### Task statement
Which lines of the records below contain the word "None"? Report each of them in full.

[Saved entries]
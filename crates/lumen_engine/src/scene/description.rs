//! Serializable scene description
//!
//! A scene file names the shading programs, materials, textures, lights,
//! objects and skybox of a scene. Paths are relative to the assets directory.
//! Cross references (an object's program, material or texture) are by name
//! and are checked by [`SceneDescription::validate`] before anything is
//! loaded.
//!
//! ```ron
//! (
//!     programs: [(name: "basic_shading", path: "shader/basic_shading", camera: true)],
//!     materials: {"basic": Phong(ambient: (0.1, 0.1, 0.1), diffuse: (0.8, 0.8, 0.8),
//!                                specular: (1.0, 1.0, 1.0), shininess: 20.0)},
//!     objects: [(mesh: "teapot.obj", program: "basic_shading", material: Some("basic"),
//!                transform: [Translate((1.0, 0.0, 2.0)), Scale((0.3, 0.3, 0.3))])],
//! )
//! ```

use std::collections::{BTreeMap, HashSet};
use std::path::PathBuf;

use serde::{Deserialize, Serialize};

use crate::config::Config;
use crate::core::config::CameraConfig;
use crate::foundation::math::{mat4, to_radians, vec3, Mat4, Vec3, Vec4};
use crate::render::{Light, Material, TextureOptions};
use crate::scene::SceneError;

/// A shading program and the per-frame inputs it receives
#[derive(Debug, Clone, PartialEq, Eq, Serialize, Deserialize)]
pub struct ProgramDesc {
    /// Name other entries refer to
    pub name: String,
    /// Directory holding `vertex.glsl` and `fragment.glsl`
    pub path: PathBuf,
    /// Receives camera matrices every frame
    #[serde(default)]
    pub camera: bool,
    /// Receives the camera direction every frame
    #[serde(default)]
    pub environment: bool,
}

/// Material source
#[derive(Debug, Clone, PartialEq, Serialize, Deserialize)]
pub enum MaterialDesc {
    /// Explicit Phong parameters
    Phong {
        /// Emitted color
        #[serde(default)]
        emission: [f32; 3],
        /// Ambient reflectance
        ambient: [f32; 3],
        /// Diffuse reflectance
        diffuse: [f32; 3],
        /// Specular reflectance
        specular: [f32; 3],
        /// Specular exponent
        shininess: f32,
    },
    /// A named material from an MTL file, with optional overrides
    Mtl {
        /// MTL file
        file: PathBuf,
        /// `newmtl` name inside the file
        name: String,
        /// Replaces the file's ambient reflectance
        #[serde(default)]
        ambient: Option<[f32; 3]>,
        /// Replaces the file's diffuse reflectance
        #[serde(default)]
        diffuse: Option<[f32; 3]>,
    },
}

impl MaterialDesc {
    /// Material for the `Phong` variant, `None` for MTL references
    pub fn to_phong(&self) -> Option<Material> {
        match self {
            Self::Phong {
                emission,
                ambient,
                diffuse,
                specular,
                shininess,
            } => Some(Material::new(
                Vec3::from(*emission),
                Vec3::from(*ambient),
                Vec3::from(*diffuse),
                Vec3::from(*specular),
                *shininess,
            )),
            Self::Mtl { .. } => None,
        }
    }
}

/// Where texture pixels come from
#[derive(Debug, Clone, PartialEq, Eq, Serialize, Deserialize)]
pub enum TextureSource {
    /// An image file
    File(PathBuf),
    /// A single RGBA texel
    Solid([u8; 4]),
}

/// A texture and the unit it occupies
#[derive(Debug, Clone, PartialEq, Eq, Serialize, Deserialize)]
pub struct TextureDesc {
    /// Pixel source
    pub source: TextureSource,
    /// Texture unit
    pub unit: u32,
    /// Generate mipmaps
    #[serde(default)]
    pub mipmaps: bool,
    /// Use anisotropic filtering
    #[serde(default)]
    pub anisotropic: bool,
}

impl TextureDesc {
    /// Upload options
    pub fn options(&self) -> TextureOptions {
        TextureOptions {
            mipmaps: self.mipmaps,
            anisotropic: self.anisotropic,
        }
    }
}

/// A texture reference from an object
#[derive(Debug, Clone, PartialEq, Eq, Serialize, Deserialize)]
pub struct TextureRef {
    /// Texture name
    pub name: String,
    /// Sampler uniform on the object's program
    pub sampler: String,
}

/// One step of an object's world transform. Steps post-multiply in order.
#[derive(Debug, Clone, PartialEq, Serialize, Deserialize)]
pub enum TransformOp {
    /// Translate by an offset
    Translate([f32; 3]),
    /// Scale per axis
    Scale([f32; 3]),
    /// Rotate about an axis, in degrees
    Rotate {
        /// Angle in degrees
        degrees: f32,
        /// Rotation axis, normalized on use
        axis: [f32; 3],
    },
}

impl TransformOp {
    /// Post-multiply this step onto `world`
    pub fn apply(&self, world: &Mat4) -> Result<Mat4, SceneError> {
        match self {
            Self::Translate(offset) => Ok(mat4::translate(world, &Vec3::from(*offset))),
            Self::Scale(factors) => Ok(mat4::scale(world, &Vec3::from(*factors))),
            Self::Rotate { degrees, axis } => {
                let axis = vec3::try_normalized(&Vec3::from(*axis))
                    .ok_or_else(|| SceneError::InvalidTransform(format!("rotation axis {axis:?} has no direction")))?;
                Ok(mat4::rotate(world, to_radians(*degrees), &axis))
            }
        }
    }
}

/// A drawable object
#[derive(Debug, Clone, PartialEq, Serialize, Deserialize)]
pub struct ObjectDesc {
    /// OBJ file
    pub mesh: PathBuf,
    /// Program name
    pub program: String,
    /// Material name
    #[serde(default)]
    pub material: Option<String>,
    /// Texture sampled on every draw
    #[serde(default)]
    pub texture: Option<TextureRef>,
    /// World transform steps, applied to identity in order
    #[serde(default)]
    pub transform: Vec<TransformOp>,
    /// Draw in the blended pass
    #[serde(default)]
    pub blended: bool,
}

impl ObjectDesc {
    /// Fold the transform steps into a world matrix
    pub fn world_matrix(&self) -> Result<Mat4, SceneError> {
        self.transform
            .iter()
            .try_fold(mat4::identity(), |world, op| op.apply(&world))
    }
}

/// A light, in homogeneous form (`w = 0` directional, `w = 1` point)
#[derive(Debug, Clone, PartialEq, Serialize, Deserialize)]
pub struct LightDesc {
    /// Position or direction
    pub position: [f32; 4],
    /// Ambient contribution
    pub ambient: [f32; 3],
    /// Diffuse contribution
    pub diffuse: [f32; 3],
    /// Specular contribution
    pub specular: [f32; 3],
}

impl From<&LightDesc> for Light {
    fn from(desc: &LightDesc) -> Self {
        Self::new(
            Vec4::from(desc.position),
            Vec3::from(desc.ambient),
            Vec3::from(desc.diffuse),
            Vec3::from(desc.specular),
        )
    }
}

/// Lights shared by a set of programs
#[derive(Debug, Clone, PartialEq, Serialize, Deserialize)]
pub struct LightGroupDesc {
    /// Lights in slot order
    pub lights: Vec<LightDesc>,
    /// Program names
    pub programs: Vec<String>,
}

/// Sky sphere
#[derive(Debug, Clone, PartialEq, Eq, Serialize, Deserialize)]
pub struct SkyboxDesc {
    /// Sphere OBJ file
    pub mesh: PathBuf,
    /// Program name
    pub program: String,
    /// Texture name
    pub texture: String,
    /// Programs that also sample the sky texture
    #[serde(default)]
    pub share_with: Vec<String>,
}

/// Complete scene
#[derive(Debug, Clone, Default, PartialEq, Serialize, Deserialize)]
#[serde(default)]
pub struct SceneDescription {
    /// Shading programs, compiled in order
    pub programs: Vec<ProgramDesc>,
    /// Materials by name
    pub materials: BTreeMap<String, MaterialDesc>,
    /// Textures by name
    pub textures: BTreeMap<String, TextureDesc>,
    /// Light groups
    pub light_groups: Vec<LightGroupDesc>,
    /// Objects in draw order
    pub objects: Vec<ObjectDesc>,
    /// Sky sphere
    pub skybox: Option<SkyboxDesc>,
    /// Camera placement; the application's camera configuration when absent
    pub camera: Option<CameraConfig>,
}

impl SceneDescription {
    /// Check that every name an entry refers to is defined
    pub fn validate(&self) -> Result<(), SceneError> {
        let mut programs = HashSet::new();
        for program in &self.programs {
            if !programs.insert(program.name.as_str()) {
                return Err(SceneError::DuplicateName(program.name.clone()));
            }
        }

        let check_program = |name: &String| {
            if programs.contains(name.as_str()) {
                Ok(())
            } else {
                Err(SceneError::UnknownProgram(name.clone()))
            }
        };
        let check_texture = |name: &String| {
            if self.textures.contains_key(name) {
                Ok(())
            } else {
                Err(SceneError::UnknownTexture(name.clone()))
            }
        };

        for object in &self.objects {
            check_program(&object.program)?;
            if let Some(material) = &object.material {
                if !self.materials.contains_key(material) {
                    return Err(SceneError::UnknownMaterial(material.clone()));
                }
            }
            if let Some(texture) = &object.texture {
                check_texture(&texture.name)?;
            }
        }

        for group in &self.light_groups {
            group.programs.iter().try_for_each(check_program)?;
        }

        if let Some(skybox) = &self.skybox {
            check_program(&skybox.program)?;
            check_texture(&skybox.texture)?;
            skybox.share_with.iter().try_for_each(check_program)?;
        }

        if let Some(camera) = &self.camera {
            camera.validate()?;
        }
        Ok(())
    }
}

impl Config for SceneDescription {}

### The answer
    /// Material for the `Phong` variant, `None` for MTL references
            Self::Mtl { .. } => None,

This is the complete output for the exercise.